The road-trip in question will be a journey from Pullman, Washington to Denver, Colorado to Whitefish, Montana back to Pullman, Washington.  I find it likely to the point of certainty that we will do each of these drives in one day.  Pullman to Denver.  In one day.  Denver to Whitefish.  In one day.  That is how we roll.  And by that, I mostly mean that that is how Tyler rolls.  The man can drive indefinitely.  And does.  He does these 18-hour drives by himself often and seemingly requires little distraction.  Give the man a few cds and maybe some food and he is good to go.  I also require a few cds but generally lose my mind somewhere around the five-hour mark.  This provides some entertainment for my fellow trippers, but I phase in and out of reality once I pass this point of no return.  One friend may recall me laughing hysterically at a sign for a historic tree nursery for about a half hour while continuously talking in a British accent that would horrify anyone who is even remotely fond of Britain.

Anyway, that doesn't really matter much because I won't really be driving much.  I usually drive in about two-hour stretches with Tyler.  I think this is due to three important factors.  1:  Tyler feels safer when he drives unsafe stretches (ex. mountain passes, dark roads, winding roads, narrow roads, icy roads, wet roads, roads with wildlife or other drivers anywhere about, etc.).  2:  I have the attention span of a head-injured goldfish.  And 3:  I am not a good driver.  This is due largely to the attention-span thing.  I get easily distracted by colorful things, shiny things, scenery, motion, or the subject I happen to be talking about at the time.  It is also due to random bouts of superiority (displayed by driving almost exactly the speed limit and sadly shaking my heads at all the reckless drivers around me) followed immediately and at random by bouts of extreme and unwarrented aggression (displayed by yelling loudly at drivers anywhere near me, slower drivers, anyone changing lanes, or inanimate objects like stop signs).  Apparently, schitzophrenic driving is a little nerve-wracking for passengers.

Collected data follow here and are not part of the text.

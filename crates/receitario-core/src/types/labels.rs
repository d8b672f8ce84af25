use std::fmt;

use serde::{Deserialize, Serialize, Serializer};

/// A whole number of minutes, rendered as `"<n> min"`.
#[derive(Debug, Clone, Copy, PartialEq, Eq, Hash, PartialOrd, Ord)]
pub struct Minutes(pub u32);

impl Minutes {
    /// Splits a total into `(prep, cook)`.
    ///
    /// Prep gets the floor half and cook the remainder, so the two always
    /// add back up to the total.
    #[must_use]
    pub fn split_prep_cook(self) -> (Minutes, Minutes) {
        let prep = self.0 / 2;
        (Minutes(prep), Minutes(self.0 - prep))
    }
}

impl fmt::Display for Minutes {
    fn fmt(&self, f: &mut fmt::Formatter<'_>) -> fmt::Result {
        write!(f, "{} min", self.0)
    }
}

impl Serialize for Minutes {
    fn serialize<S: Serializer>(&self, serializer: S) -> Result<S::Ok, S::Error> {
        serializer.collect_str(self)
    }
}

/// How hard a recipe is to prepare.
#[derive(Debug, Clone, Copy, PartialEq, Eq, Hash, PartialOrd, Ord, Serialize, Deserialize)]
pub enum Difficulty {
    #[serde(rename = "Fácil")]
    Easy,
    #[serde(rename = "Médio")]
    Medium,
    #[serde(rename = "Difícil")]
    Hard,
}

impl fmt::Display for Difficulty {
    fn fmt(&self, f: &mut fmt::Formatter<'_>) -> fmt::Result {
        match self {
            Self::Easy => write!(f, "Fácil"),
            Self::Medium => write!(f, "Médio"),
            Self::Hard => write!(f, "Difícil"),
        }
    }
}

So we will do this drive.  It will be fun.  My job will consist mainly of driving briefly to make myself feel better, changing music, sleeping, retrieving food from the recesses of the car for Tyler, trying to entertain Tyler as he drives, and attempting to keep myself sane.  I will spend long stretches staring at the scenery around us (this will not happen in Wyoming as the entire state looks the same for hours on end), going over in my head the entire plots of movies I have seen and books I have read, singing loudly to any music that is happening in the car (including all instrumental music), and coming up with ideas for books that I will never write.

I may attempt to get books on tape for this venture, but Tyler has begged me not to get any "girly" books.  This is, no doubt, a reference to the fact that I like Jane Austen and he thinks her writing belongs only in convents.  O well.  I will find something manly.

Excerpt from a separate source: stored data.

use regex::Regex;

use crate::emit::ast::{Expr, Item, Module};
use crate::error::Result;

const INDENT: &str = "  ";

/// Composite literals at most this many characters wide stay on one line.
const MAX_INLINE_WIDTH: usize = 100;

/// Characters that end a `//` comment in JavaScript.
const LINE_TERMINATORS: [char; 4] = ['\n', '\r', '\u{2028}', '\u{2029}'];

/// Quotes a string as a double-quoted TypeScript literal.
///
/// Escapes quotes, backslashes, control characters and the two line
/// separators JavaScript treats as line terminators. The result is also a
/// valid JSON string.
#[must_use]
pub fn quote(value: &str) -> String {
    let mut out = String::with_capacity(value.len() + 2);
    out.push('"');
    for c in value.chars() {
        match c {
            '"' => out.push_str("\\\""),
            '\\' => out.push_str("\\\\"),
            '\n' => out.push_str("\\n"),
            '\r' => out.push_str("\\r"),
            '\t' => out.push_str("\\t"),
            '\u{8}' => out.push_str("\\b"),
            '\u{c}' => out.push_str("\\f"),
            '\u{2028}' => out.push_str("\\u2028"),
            '\u{2029}' => out.push_str("\\u2029"),
            c if c.is_control() && (c as u32) < 0x80 => {
                out.push_str(&format!("\\u{:04x}", c as u32));
            }
            c => out.push(c),
        }
    }
    out.push('"');
    out
}

/// Writes `text` as `//` line comments, one per line of the text.
///
/// Every JavaScript line terminator starts a new comment line, so no part of
/// the text can escape into code.
fn push_comment(out: &mut String, text: &str) {
    for line in text.replace("\r\n", "\n").split(LINE_TERMINATORS) {
        if line.is_empty() {
            out.push_str("//");
        } else {
            out.push_str("// ");
            out.push_str(line);
        }
        out.push('\n');
    }
}

/// Renders a [`Module`] tree to TypeScript source.
pub struct Renderer {
    re_identifier: Regex,
}

impl Renderer {
    /// # Errors
    ///
    /// Returns `ReceitarioError::RegexError` if the identifier pattern fails
    /// to compile (should never happen).
    pub fn new() -> Result<Self> {
        Ok(Self {
            re_identifier: Regex::new(r"^[A-Za-z_$][A-Za-z0-9_$]*$")?,
        })
    }

    /// Whether `name` can be written as a bare identifier or object key.
    #[must_use]
    pub fn is_identifier(&self, name: &str) -> bool {
        self.re_identifier.is_match(name)
    }

    #[must_use]
    pub fn render(&self, module: &Module) -> String {
        let mut out = String::new();
        for line in &module.header {
            push_comment(&mut out, line);
        }
        for block in &module.blocks {
            if !out.is_empty() {
                out.push('\n');
            }
            if let Some(ref comment) = block.comment {
                push_comment(&mut out, comment);
            }
            self.render_item(&block.item, &mut out);
        }
        out
    }

    fn render_item(&self, item: &Item, out: &mut String) {
        match item {
            Item::Interface { name, fields } => {
                out.push_str(&format!("export interface {name} {{\n"));
                for (field, ty) in fields {
                    out.push_str(&format!("{INDENT}{}: {ty};\n", self.key(field)));
                }
                out.push_str("}\n");
            }
            Item::Const { name, ty, value } => {
                let annotation = ty.as_ref().map(|t| format!(": {t}")).unwrap_or_default();
                out.push_str(&format!(
                    "export const {name}{annotation} = {};\n",
                    self.expr(value, 0)
                ));
            }
            Item::CountRefresh {
                categories,
                recipes,
                all_id,
            } => {
                let all_id = quote(all_id);
                out.push_str(&format!("{categories}.forEach((category) => {{\n"));
                out.push_str(&format!("{INDENT}if (category.id === {all_id}) {{\n"));
                out.push_str(&format!(
                    "{INDENT}{INDENT}category.count = {recipes}.length;\n"
                ));
                out.push_str(&format!("{INDENT}}} else {{\n"));
                out.push_str(&format!(
                    "{INDENT}{INDENT}category.count = {recipes}.filter((recipe) => recipe.category === category.id).length;\n"
                ));
                out.push_str(&format!("{INDENT}}}\n"));
                out.push_str("});\n");
            }
        }
    }

    /// Renders an expression whose first line starts at nesting `depth`.
    fn expr(&self, expr: &Expr, depth: usize) -> String {
        if let Some(inline) = self.inline(expr) {
            if expr.is_scalar() || inline.chars().count() <= MAX_INLINE_WIDTH {
                return inline;
            }
        }

        let pad = INDENT.repeat(depth + 1);
        let close = INDENT.repeat(depth);
        let mut out = String::new();
        match expr {
            Expr::Array(items) => {
                out.push_str("[\n");
                for item in items {
                    out.push_str(&pad);
                    out.push_str(&self.expr(item, depth + 1));
                    out.push_str(",\n");
                }
                out.push_str(&close);
                out.push(']');
            }
            Expr::Object(fields) => {
                out.push_str("{\n");
                for (key, value) in fields {
                    out.push_str(&pad);
                    out.push_str(&self.key(key));
                    out.push_str(": ");
                    out.push_str(&self.expr(value, depth + 1));
                    out.push_str(",\n");
                }
                out.push_str(&close);
                out.push('}');
            }
            // scalars always render inline above
            Expr::Str(s) => out.push_str(&quote(s)),
            Expr::Number(n) => out.push_str(n),
        }
        out
    }

    /// Single-line form, available when every child is a scalar.
    fn inline(&self, expr: &Expr) -> Option<String> {
        match expr {
            Expr::Str(s) => Some(quote(s)),
            Expr::Number(n) => Some(n.clone()),
            Expr::Array(items) => {
                if !items.iter().all(Expr::is_scalar) {
                    return None;
                }
                let parts: Vec<String> = items.iter().filter_map(|i| self.inline(i)).collect();
                Some(format!("[{}]", parts.join(", ")))
            }
            Expr::Object(fields) => {
                if !fields.iter().all(|(_, v)| v.is_scalar()) {
                    return None;
                }
                if fields.is_empty() {
                    return Some("{}".to_string());
                }
                let parts: Vec<String> = fields
                    .iter()
                    .filter_map(|(k, v)| Some(format!("{}: {}", self.key(k), self.inline(v)?)))
                    .collect();
                Some(format!("{{ {} }}", parts.join(", ")))
            }
        }
    }

    fn key(&self, key: &str) -> String {
        if self.is_identifier(key) {
            key.to_string()
        } else {
            quote(key)
        }
    }
}
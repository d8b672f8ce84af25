pub mod heuristic;
pub mod rules;

pub use heuristic::{
    DEFAULT_CALORIES, DEFAULT_MASS, NutrientValues, RecipeEnricher, TimeEstimate, cover_label,
    describe,
};
pub use rules::{
    BUILTIN_RULES, CategoryGroup, DifficultyBand, Rules, TagFamily, TagScope, TimeBand,
};
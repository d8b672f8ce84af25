//! Declared shape of a generated recipe record.
//!
//! The interface declaration and the field order of every emitted record
//! both come from [`RECIPE_SHAPE`].

use serde_json::Value;

/// TypeScript type of a record field.
#[derive(Debug, Clone, Copy, PartialEq, Eq)]
pub enum FieldType {
    Number,
    String,
    StringArray,
}

impl FieldType {
    /// The type as written in the interface declaration.
    #[must_use]
    pub fn ts_name(self) -> &'static str {
        match self {
            Self::Number => "number",
            Self::String => "string",
            Self::StringArray => "string[]",
        }
    }

    /// Whether a serialized value has this type.
    #[must_use]
    pub fn accepts(self, value: &Value) -> bool {
        match self {
            Self::Number => value.is_number(),
            Self::String => value.is_string(),
            Self::StringArray => value
                .as_array()
                .is_some_and(|items| items.iter().all(Value::is_string)),
        }
    }
}

/// One declared field.
#[derive(Debug, Clone, Copy, PartialEq, Eq)]
pub struct FieldSpec {
    pub name: &'static str,
    pub ty: FieldType,
}

const fn field(name: &'static str, ty: FieldType) -> FieldSpec {
    FieldSpec { name, ty }
}

/// Fields of the `Recipe` interface, in emission order.
pub const RECIPE_SHAPE: &[FieldSpec] = &[
    field("id", FieldType::Number),
    field("title", FieldType::String),
    field("category", FieldType::String),
    field("ingredients", FieldType::StringArray),
    field("instructions", FieldType::StringArray),
    field("nutritionalInfo", FieldType::String),
    field("time", FieldType::String),
    field("difficulty", FieldType::String),
    field("carbs", FieldType::String),
    field("calories", FieldType::String),
    field("protein", FieldType::String),
    field("fiber", FieldType::String),
    field("image", FieldType::String),
    field("description", FieldType::String),
    field("tags", FieldType::StringArray),
    field("rating", FieldType::Number),
    field("prepTime", FieldType::String),
    field("cookTime", FieldType::String),
];

#[cfg(test)]
mod tests {
    use super::*;
    use serde_json::json;

    #[test]
    fn shape_names_are_unique() {
        for (i, a) in RECIPE_SHAPE.iter().enumerate() {
            assert!(
                RECIPE_SHAPE[i + 1..].iter().all(|b| b.name != a.name),
                "duplicate field {}",
                a.name
            );
        }
    }

    #[test]
    fn field_type_acceptance() {
        assert!(FieldType::Number.accepts(&json!(3)));
        assert!(!FieldType::Number.accepts(&json!("3")));
        assert!(FieldType::String.accepts(&json!("x")));
        assert!(FieldType::StringArray.accepts(&json!([])));
        assert!(FieldType::StringArray.accepts(&json!(["a", "b"])));
        assert!(!FieldType::StringArray.accepts(&json!(["a", 1])));
    }

    #[test]
    fn ts_names() {
        assert_eq!(FieldType::StringArray.ts_name(), "string[]");
        assert_eq!(FieldType::Number.ts_name(), "number");
    }
}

I am currently debating what foods to bring.  It will probably be whatever we have left in the apartment so...walnuts.  Yep, that's pretty much it.

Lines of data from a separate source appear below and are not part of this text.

use regex::Regex;
use tracing::debug;

use crate::enrich::rules::{Rules, TagScope};
use crate::error::{ReceitarioError, Result};
use crate::types::{Category, Difficulty, EnrichedRecipe, Minutes, NutritionFacts, RawRecipe};

/// Default for a missing mass-style nutrient.
pub const DEFAULT_MASS: &str = "0g";
/// Default for missing calories.
pub const DEFAULT_CALORIES: &str = "0 kcal";

/// A time label together with the minute count parsed out of it.
#[derive(Debug, Clone, PartialEq, Eq)]
pub struct TimeEstimate {
    pub label: String,
    pub minutes: Minutes,
}

#[derive(Debug, Clone)]
struct ResolvedTimeBand {
    max_steps: usize,
    estimate: TimeEstimate,
}

/// The four displayed nutrient values after defaulting.
#[derive(Debug, Clone, PartialEq, Eq)]
pub struct NutrientValues {
    pub carbs: String,
    pub fiber: String,
    pub protein: String,
    pub calories: String,
}

impl NutrientValues {
    /// Reads the displayed nutrients, substituting zero values for absent keys.
    #[must_use]
    pub fn from_facts(facts: &NutritionFacts) -> Self {
        let or_default = |value: &Option<String>, default: &str| {
            value.clone().unwrap_or_else(|| default.to_string())
        };
        Self {
            carbs: or_default(&facts.carbs, DEFAULT_MASS),
            fiber: or_default(&facts.fiber, DEFAULT_MASS),
            protein: or_default(&facts.protein, DEFAULT_MASS),
            calories: or_default(&facts.calories, DEFAULT_CALORIES),
        }
    }

    /// Single display line, always in carbs / fiber / protein / calories order.
    #[must_use]
    pub fn summary(&self) -> String {
        format!(
            "Carboidratos: {} | Fibras: {} | Proteínas: {} | Calorias: {}",
            self.carbs, self.fiber, self.protein, self.calories
        )
    }
}

/// Rule-driven enricher turning raw recipes into classified records.
///
/// Every derivation is a keyword scan or a band lookup over the recipe's
/// own text; nothing is shared between recipes.
pub struct RecipeEnricher {
    rules: Rules,
    time_bands: Vec<ResolvedTimeBand>,
    time_fallback: TimeEstimate,
    re_minutes: Regex,
}

impl RecipeEnricher {
    /// Builds an enricher over a validated rule table.
    ///
    /// # Errors
    ///
    /// Returns `ReceitarioError::InvalidRules` if the table fails validation
    /// or a time label does not start with a minute count.
    pub fn new(rules: Rules) -> Result<Self> {
        rules.validate()?;
        let re_minutes = Regex::new(r"^\s*(\d+)")?;

        let time_bands = rules
            .time_bands
            .iter()
            .map(|band| -> Result<ResolvedTimeBand> {
                Ok(ResolvedTimeBand {
                    max_steps: band.max_steps,
                    estimate: resolve_time_label(&re_minutes, &band.label)?,
                })
            })
            .collect::<Result<Vec<_>>>()?;
        let time_fallback = resolve_time_label(&re_minutes, &rules.time_fallback)?;

        Ok(Self {
            rules,
            time_bands,
            time_fallback,
            re_minutes,
        })
    }

    /// Builds an enricher over the built-in rule table.
    ///
    /// # Errors
    ///
    /// See [`RecipeEnricher::new`].
    pub fn builtin() -> Result<Self> {
        Self::new(Rules::builtin()?)
    }

    /// The rule table in use.
    #[must_use]
    pub fn rules(&self) -> &Rules {
        &self.rules
    }

    /// Enriches one recipe. `id` is its 1-based position in the input.
    #[must_use]
    pub fn enrich(&self, raw: &RawRecipe, id: u32) -> EnrichedRecipe {
        let category = self.categorize(&raw.title);
        let time = self.estimate_time(raw.instructions.len());
        let (prep_time, cook_time) = time.minutes.split_prep_cook();
        let difficulty = self.determine_difficulty(raw.instructions.len());
        let tags = self.generate_tags(&raw.ingredients, &raw.title);
        let nutrients = NutrientValues::from_facts(&raw.nutrition);

        debug!(id, title = %raw.title, %category, time = %time.label, %difficulty, ?tags, "enriched recipe");

        EnrichedRecipe {
            id,
            title: raw.title.clone(),
            category,
            ingredients: raw.ingredients.clone(),
            instructions: raw.instructions.clone(),
            nutritional_info: nutrients.summary(),
            time: time.label.clone(),
            difficulty,
            image: cover_label(&raw.title, category),
            description: describe(&raw.title),
            carbs: nutrients.carbs,
            calories: nutrients.calories,
            protein: nutrients.protein,
            fiber: nutrients.fiber,
            tags,
            rating: 0,
            prep_time,
            cook_time,
        }
    }

    /// Picks the category of the first keyword group with a hit in the
    /// lowercased title, or the default category.
    #[must_use]
    pub fn categorize(&self, title: &str) -> Category {
        let title = title.to_lowercase();
        self.rules
            .category_groups
            .iter()
            .find(|group| contains_any(&title, &group.keywords))
            .map_or(self.rules.default_category, |group| group.category)
    }

    /// Maps an instruction-step count onto its time band.
    #[must_use]
    pub fn estimate_time(&self, step_count: usize) -> &TimeEstimate {
        self.time_bands
            .iter()
            .find(|band| step_count <= band.max_steps)
            .map_or(&self.time_fallback, |band| &band.estimate)
    }

    /// Maps an instruction-step count onto its difficulty band.
    #[must_use]
    pub fn determine_difficulty(&self, step_count: usize) -> Difficulty {
        self.rules
            .difficulty_bands
            .iter()
            .find(|band| step_count <= band.max_steps)
            .map_or(self.rules.difficulty_fallback, |band| band.difficulty)
    }

    /// Collects the tag of every family with at least one keyword hit.
    ///
    /// Never empty: falls back to the single fallback tag.
    #[must_use]
    pub fn generate_tags(&self, ingredients: &[String], title: &str) -> Vec<String> {
        let ingredients_text = ingredients.join(" ").to_lowercase();
        let title = title.to_lowercase();

        let tags: Vec<String> = self
            .rules
            .tag_families
            .iter()
            .filter(|family| {
                contains_any(&ingredients_text, &family.keywords)
                    || (family.scope == TagScope::IngredientsAndTitle
                        && contains_any(&title, &family.keywords))
            })
            .map(|family| family.tag.clone())
            .collect();

        if tags.is_empty() {
            vec![self.rules.fallback_tag.clone()]
        } else {
            tags
        }
    }

    /// Parses the leading minute count of a time label.
    #[must_use]
    pub fn parse_minutes(&self, label: &str) -> Option<Minutes> {
        leading_minutes(&self.re_minutes, label)
    }
}

/// Cover label standing in for real artwork: the title in upper case.
///
/// `category` is reserved for category-specific covers and currently unused.
#[must_use]
pub fn cover_label(title: &str, _category: Category) -> String {
    title.to_uppercase()
}

/// Templated one-sentence description.
#[must_use]
pub fn describe(title: &str) -> String {
    format!(
        "Deliciosa receita de {}, preparada com ingredientes saudáveis e nutritivos.",
        title.to_lowercase()
    )
}

fn contains_any(haystack: &str, keywords: &[String]) -> bool {
    keywords.iter().any(|k| haystack.contains(k.as_str()))
}

fn leading_minutes(re: &Regex, label: &str) -> Option<Minutes> {
    re.captures(label)
        .and_then(|c| c[1].parse().ok())
        .map(Minutes)
}

fn resolve_time_label(re: &Regex, label: &str) -> Result<TimeEstimate> {
    let minutes = leading_minutes(re, label).ok_or_else(|| {
        ReceitarioError::InvalidRules(format!(
            "time label `{label}` does not start with a minute count"
        ))
    })?;
    Ok(TimeEstimate {
        label: label.to_string(),
        minutes,
    })
}

#[cfg(test)]
mod tests {
    use super::*;

    fn enricher() -> RecipeEnricher {
        RecipeEnricher::builtin().unwrap()
    }

    fn raw(title: &str, ingredients: &[&str], steps: usize) -> RawRecipe {
        RawRecipe {
            title: title.into(),
            ingredients: ingredients.iter().map(|s| s.to_string()).collect(),
            instructions: (1..=steps).map(|i| format!("passo {i}")).collect(),
            nutrition: NutritionFacts::default(),
        }
    }

    #[test]
    fn categorize_by_group() {
        let e = enricher();
        assert_eq!(e.categorize("Bolo de Cenoura"), Category::Bolos);
        assert_eq!(e.categorize("Mousse de Maracujá"), Category::Sobremesas);
        assert_eq!(e.categorize("Frango Grelhado"), Category::PratosPrincipais);
        assert_eq!(e.categorize("Pão de Queijo"), Category::Paes);
        assert_eq!(e.categorize("Creme de Abóbora"), Category::Sopas);
        assert_eq!(e.categorize("Salada Tropical"), Category::Saladas);
        assert_eq!(e.categorize("Suco Verde"), Category::Bebidas);
        assert_eq!(e.categorize("Tapioca Recheada"), Category::Lanches);
    }

    #[test]
    fn categorize_is_case_insensitive() {
        let e = enricher();
        assert_eq!(e.categorize("BOLO DE MILHO"), Category::Bolos);
        assert_eq!(e.categorize("PÃO CASEIRO"), Category::Paes);
    }

    #[test]
    fn first_group_wins() {
        let e = enricher();
        assert_eq!(e.categorize("Bolo de Frango"), Category::Bolos);
        assert_eq!(e.categorize("Torta de Frango"), Category::Sobremesas);
        assert_eq!(e.categorize("Sopa de Frango"), Category::PratosPrincipais);
    }

    #[test]
    fn uncategorized_falls_back_to_lanches() {
        let e = enricher();
        assert_eq!(e.categorize("Granola Caseira"), Category::Lanches);
        assert_eq!(e.categorize(""), Category::Lanches);
    }

    #[test]
    fn time_band_boundaries() {
        let e = enricher();
        assert_eq!(e.estimate_time(0).label, "15 min");
        assert_eq!(e.estimate_time(3).label, "15 min");
        assert_eq!(e.estimate_time(4).label, "30 min");
        assert_eq!(e.estimate_time(6).label, "30 min");
        assert_eq!(e.estimate_time(7).label, "45 min");
        assert_eq!(e.estimate_time(9).label, "45 min");
        assert_eq!(e.estimate_time(10).label, "60 min");
        assert_eq!(e.estimate_time(40).minutes, Minutes(60));
    }

    #[test]
    fn time_is_monotonic_in_step_count() {
        let e = enricher();
        let minutes: Vec<Minutes> = (0..30).map(|n| e.estimate_time(n).minutes).collect();
        assert!(minutes.windows(2).all(|w| w[0] <= w[1]));
    }

    #[test]
    fn difficulty_band_boundaries() {
        let e = enricher();
        assert_eq!(e.determine_difficulty(1), Difficulty::Easy);
        assert_eq!(e.determine_difficulty(4), Difficulty::Easy);
        assert_eq!(e.determine_difficulty(5), Difficulty::Medium);
        assert_eq!(e.determine_difficulty(7), Difficulty::Medium);
        assert_eq!(e.determine_difficulty(8), Difficulty::Hard);
    }

    #[test]
    fn tags_fall_back_to_saudavel() {
        let e = enricher();
        let tags = e.generate_tags(&["cenoura".into(), "farinha".into()], "Bolo de Cenoura");
        assert_eq!(tags, vec!["Saudável".to_string()]);
    }

    #[test]
    fn tags_collect_every_family_in_order() {
        let e = enricher();
        let tags = e.generate_tags(
            &[
                "1 xícara de aveia".into(),
                "2 ovos".into(),
                "adoçante a gosto".into(),
            ],
            "Panqueca",
        );
        assert_eq!(tags, vec!["Integral", "Diet", "Alto Proteína", "Rico em Fibras"]);
    }

    #[test]
    fn light_matches_title_other_families_do_not() {
        let e = enricher();
        assert_eq!(
            e.generate_tags(&["leite".into()], "Pudim Light"),
            vec!["Light".to_string()]
        );
        assert_eq!(
            e.generate_tags(&["leite".into()], "Frango com Aveia"),
            vec!["Saudável".to_string()]
        );
    }

    #[test]
    fn tags_scan_is_case_insensitive() {
        let e = enricher();
        let tags = e.generate_tags(&["Farelo de TRIGO".into()], "x");
        assert_eq!(tags, vec!["Integral".to_string()]);
    }

    #[test]
    fn nutrients_default_when_absent() {
        let facts = NutritionFacts {
            carbs: Some("30g".into()),
            ..NutritionFacts::default()
        };
        let values = NutrientValues::from_facts(&facts);
        assert_eq!(
            values.summary(),
            "Carboidratos: 30g | Fibras: 0g | Proteínas: 0g | Calorias: 0 kcal"
        );
    }

    #[test]
    fn cover_and_description() {
        assert_eq!(cover_label("Pão de Mel", Category::Paes), "PÃO DE MEL");
        assert_eq!(
            describe("Bolo de Cenoura"),
            "Deliciosa receita de bolo de cenoura, preparada com ingredientes saudáveis e nutritivos."
        );
    }

    #[test]
    fn enrich_splits_prep_and_cook() {
        let e = enricher();
        for steps in 0..15 {
            let r = e.enrich(&raw("Omelete", &["ovo"], steps), 1);
            let total = e.parse_minutes(&r.time).unwrap();
            assert_eq!(r.prep_time.0 + r.cook_time.0, total.0);
        }
    }

    #[test]
    fn enrich_fills_every_field() {
        let e = enricher();
        let r = e.enrich(&raw("Bolo de Cenoura", &["cenoura", "farinha"], 3), 5);

        assert_eq!(r.id, 5);
        assert_eq!(r.category, Category::Bolos);
        assert_eq!(r.time, "15 min");
        assert_eq!(r.prep_time, Minutes(7));
        assert_eq!(r.cook_time, Minutes(8));
        assert_eq!(r.difficulty, Difficulty::Easy);
        assert_eq!(r.tags, vec!["Saudável".to_string()]);
        assert_eq!(r.image, "BOLO DE CENOURA");
        assert_eq!(r.rating, 0);
        assert_eq!(r.calories, "0 kcal");
    }

    #[test]
    fn parse_minutes_reads_leading_integer() {
        let e = enricher();
        assert_eq!(e.parse_minutes("45 min"), Some(Minutes(45)));
        assert_eq!(e.parse_minutes(" 5min"), Some(Minutes(5)));
        assert_eq!(e.parse_minutes("min 5"), None);
    }

    #[test]
    fn time_label_without_minutes_is_rejected() {
        let mut rules = Rules::builtin().unwrap();
        rules.time_fallback = "uma hora".into();
        assert!(matches!(
            RecipeEnricher::new(rules),
            Err(ReceitarioError::InvalidRules(_))
        ));
    }
}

Look out, highways.  Here we come.

12.03.2010

And now for something completely different...

Up to this point in the land of blog (I refuse to use the term "blogosphere"), I have attempted to be humorous in all my stories for you, dear reader.  I want to amuse you, make you laugh, and not turn this thing into some sort of cyber-journal for baring far more of my soul than any would ever care to know.  I still promise to never descend into sickening junior high poetry ("no one understands me", "my life is a black abyss", "I am trapped in a circling vortex of black darkness that is o-so dark and black", etc.) but today I am introspective and I thought I would throw my introspection out there and see if anyone else is feeling it or if I am a melancholy ball of psychosis.

The main point of the aforementioned introspection is the feeling of being lost.  I think lost is the wrong word.  Maybe directionless?  Rudderless?  Adrift?  I don't know.  The real issue is that suddenly I don't have a next step.  Prior to this point there has always been a next step.  I will explain.

Elementary school comes before middle school.  Middle school comes before high school.  After high school, go to college.  And after college...what?  Well, ideally you get a job in your field.  Sciencey people go into medicine or research or whatever else those sciencey people do.  Teaching majors get teaching jobs.  Political scientists go into law or politics or something.  Theater majors...do theatery things.  Peace studies majors go join a commune or a non-profit or a protest group or something.  The real dilemma here is that even in majors that have a logical next step after school, people do different things.  We pick up jobs in dental offices or schools or libraries or restaurants and we say it's just until we move on.  But move on to what?

I don't have a next step.  I don't have a goal.  I have no clue what I want to do.  I don't want to work in the dentist office forever even though it is a good job with good pay and nice people.  I want to do what my major said I could, broad and beautiful concepts of changing the world and making a difference and saving little pieces of humanity wherever I find them.  But even though I knew I wanted those broad, beautiful things, I never knew how I was going to achieve them.  Do I move to an orphanage in Africa?  Go teach in China?  Head to Northern Ireland and try to make myself useful in some sort of community work?  Go build houses in South America?  Work in projects somewhere in the states?  I have nothing.  No leads.  No answers.  No clue.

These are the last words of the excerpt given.